By Luis Negron
So what his friend told him seemed totally preposterous and he tried to comfort him, telling him not to worry, that that night they were going to the bar and that surely homophobia would be intact there. Succeeding in calming down his friend a little so that he could deal with this minor crisis, José A. went to his bathroom and vomited.
They were on their way to the bar in Pachi’s Land Rover with the Gay Ibiza VIP Club Music Collection on the stereo concealing their anxiety that the bar too might be affected. But almost at the entrance to the formerly exclusive (men pay ten, women thirty, get my drift?) and super “in” bar, they saw the first sign that the world, their world, was going straight to hell. Six lesbian couples, with their cell phones on their belts, were entering. Alarmed and almost complaining, they asked the bouncer in disgust, “Is this women’s night?” The bouncer said no.
They entered as if thinking twice before doing so, but without slowing down and with their noses turned up, they went over to a corner to see whom they should ignore. There weren’t as many people as usual, but the worst part was that almost all of them were dressed casual, not to say like ragpickers.
At that moment the music stopped and the DJ announced that everyone should go out on the street, as the city had declared the first Thursday of each month Gay Nights in Santurce. Everyone went out on the avenue. José A. and Pachi went outside with a disgusted look on their faces and with their hands up high so as not to touch so many sweaty and dirty persons.
A section of Ponce de Leon was blocked off. An enormous commotion was growing, people talking, laughing, and dancing. Some Dominican women had even improvised a stand to sell fried food. José A. and Pachi went to a corner and there they encountered some activists, furious because no one had given them any credit for putting an end to homophobia. “They should make an announcement,” they said, “to thank us.”
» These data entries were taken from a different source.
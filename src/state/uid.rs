//! Session identifiers.

use std::fmt;
use std::sync::atomic::{AtomicU64, Ordering};

/// Process-unique identifier of one accepted connection.
///
/// Displayed as six base36 characters, e.g. `AAAAAB`.
#[derive(Debug, Clone, Copy, PartialEq, Eq, Hash, PartialOrd, Ord)]
pub struct SessionId(u64);

impl SessionId {
    /// Raw numeric value.
    pub fn get(self) -> u64 {
        self.0
    }
}

impl From<u64> for SessionId {
    fn from(n: u64) -> Self {
        Self(n)
    }
}

impl fmt::Display for SessionId {
    fn fmt(&self, f: &mut fmt::Formatter<'_>) -> fmt::Result {
        f.write_str(&base36_encode_6(self.0))
    }
}

/// Hands out session identifiers in increasing order.
pub struct SessionIdGenerator {
    counter: AtomicU64,
}

impl SessionIdGenerator {
    pub fn new() -> Self {
        Self {
            counter: AtomicU64::new(1),
        }
    }

    /// Generate the next unique id.
    pub fn next(&self) -> SessionId {
        SessionId(self.counter.fetch_add(1, Ordering::Relaxed))
    }
}

impl Default for SessionIdGenerator {
    fn default() -> Self {
        Self::new()
    }
}

/// Encode a number as a 6-character base36 string (wraps past 36^6).
fn base36_encode_6(mut n: u64) -> String {
    const CHARS: &[u8] = b"ABCDEFGHIJKLMNOPQRSTUVWXYZ0123456789";
    let mut result = [b'A'; 6];

    for slot in result.iter_mut().rev() {
        *slot = CHARS[(n % 36) as usize];
        n /= 36;
    }

    String::from_utf8_lossy(&result).into_owned()
}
At that moment, amid the dancing crowd, Pachi saw the sweet love of his youth, Papote, the fireman’s son. He came toward Pachi with the same beautiful smile that led him to love him when they were in high school.
Papote, with gray hairs and the extra weight that the straight life causes, grabbed him by the hands and said to him: “Babe, come with me. I came out of the closet and came here to find you.”
He gave the keys to his SUV to José A. so as not to leave him stranded, and before he knew it he was dancing a bachata right on Ponce de Leon with the man of his life. With one eye he saw the disgust on the face of his friend José A., but with the other he saw Papote’s full lips. Even with his ghetto mustache and all, he gave him a kiss, and said, surrendering to come what may:
“Papito, I’ll go with you to the ends of the earth, but first take me to a restaurant for a plate of rice and beans because I’ve been hungry for the last twenty years.”
And they left.
José A. cried out of pure rage, not over Pachi, since deep down he knew his shortcomings, but because the clothes he wore had cost him a lot and weren’t for going slumming like that. He turned up his nose, stopped behind the van to vomit from the smell of fried food, and got in the van.
At that moment he promised himself that the next day he would sell everything and go to Miami. Since he, José Alfonso Lapis, of the Ponce Lapis family, didn’t mix in with riffraff, and never would he live without decorum. Never!